More important, they are proud, which itself is commendable, since even the best dive bar, by strict definition, is anything but good. But by affectionate definition, of course, a dive is a joint without pretense. A place where you feel at home. At least if your home’s upholstered in duct tape.
Rudy’s banquettes are about 90 percent duct tape, which isn’t bad for a place that’s been open since 1933. And its beer is incredibly cheap, because a dive sells drinks at prices that leave you money for food, though that doesn’t apply at Rudy’s since they give food away.
It’s not that I’m cheap. It’s that I giggle. When I drink beer, I giggle. Which is sort of all right in my kitchen but not right at all in Hell’s Kitchen. So I ordered a Coke and asked for a dog and was told “We’re not supposed to,” just seconds before the wiener arrived on the customary white paper plate.
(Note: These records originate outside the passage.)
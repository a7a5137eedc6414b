//! Transaction API 模块
//!
//! 交易记录不可编辑、不可作废，只有列表和新增。

mod handler;

use axum::{Router, routing::get};

use crate::core::ServerState;

pub fn router() -> Router<ServerState> {
    Router::new().nest("/api/transactions", routes())
}

fn routes() -> Router<ServerState> {
    Router::new().route("/", get(handler::list).post(handler::create))
}
use std::sync::Arc;

use surrealdb::Surreal;
use surrealdb::engine::local::Db;

use crate::core::{Config, ServerError};
use crate::db::DbService;
use crate::services::{CatalogService, LedgerService, PartyService, ReportService, StockLocks};

/// 服务器状态 - 持有所有服务的共享引用
///
/// 所有字段都是廉价克隆 (内部为 Arc)，axum 每个请求克隆一次。
///
/// # 服务组件
///
/// | 字段 | 类型 | 说明 |
/// |------|------|------|
/// | config | Config | 配置项 (不可变) |
/// | db | Surreal<Db> | 嵌入式数据库 |
/// | catalog | CatalogService | 商品管理 |
/// | ledger | LedgerService | 交易记账 |
/// | parties | PartyService | 供应商/客户 |
/// | reports | ReportService | 汇总报表 |
/// | stock_locks | Arc<StockLocks> | 按商品的库存锁 |
#[derive(Clone, Debug)]
pub struct ServerState {
    /// 服务器配置
    pub config: Config,
    /// 嵌入式数据库 (SurrealDB)
    pub db: Surreal<Db>,
    pub catalog: CatalogService,
    pub ledger: LedgerService,
    pub parties: PartyService,
    pub reports: ReportService,
    /// 商品库存锁 (Catalog 和 Ledger 共用)
    pub stock_locks: Arc<StockLocks>,
}

impl ServerState {
    /// 基于已打开的数据库构造状态
    pub fn new(config: Config, db: Surreal<Db>) -> Self {
        let stock_locks = Arc::new(StockLocks::new());
        Self {
            catalog: CatalogService::new(db.clone(), stock_locks.clone()),
            ledger: LedgerService::new(db.clone(), stock_locks.clone()),
            parties: PartyService::new(db.clone()),
            reports: ReportService::new(db.clone(), config.low_stock_threshold),
            config,
            db,
            stock_locks,
        }
    }

    /// 初始化服务器状态
    ///
    /// 按顺序初始化：
    /// 1. 工作目录结构
    /// 2. 数据库 (DATABASE_PATH 或 work_dir/database/texflow.db)
    /// 3. 各服务
    ///
    /// 数据库打开失败时返回错误，由调用方终止进程
    pub async fn initialize(config: &Config) -> Result<Self, ServerError> {
        config.ensure_work_dir_structure()?;

        let db_path = config.database_path();
        let db_service = DbService::new(&db_path.to_string_lossy())
            .await
            .map_err(|e| ServerError::Database(e.to_string()))?;

        Ok(Self::new(config.clone(), db_service.db))
    }

    /// 内存数据库状态 (测试用)
    pub async fn in_memory(config: Config) -> Result<Self, ServerError> {
        let db_service = DbService::memory()
            .await
            .map_err(|e| ServerError::Database(e.to_string()))?;
        Ok(Self::new(config, db_service.db))
    }

    /// 获取数据库实例
    pub fn get_db(&self) -> Surreal<Db> {
        self.db.clone()
    }
}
There was television to watch, there were newspapers to read, there was Willie Nelson to listen to. And as always, outside the window, there was the six-foot pig.
The bartenders were nice ladies. My tab was $2.
If that doesn’t deserve a prize, I just don’t know what does.
Dine at Rudy’s Bar and Grill, at 627 Ninth Avenue, between 44th and 45th streets, in Manhattan.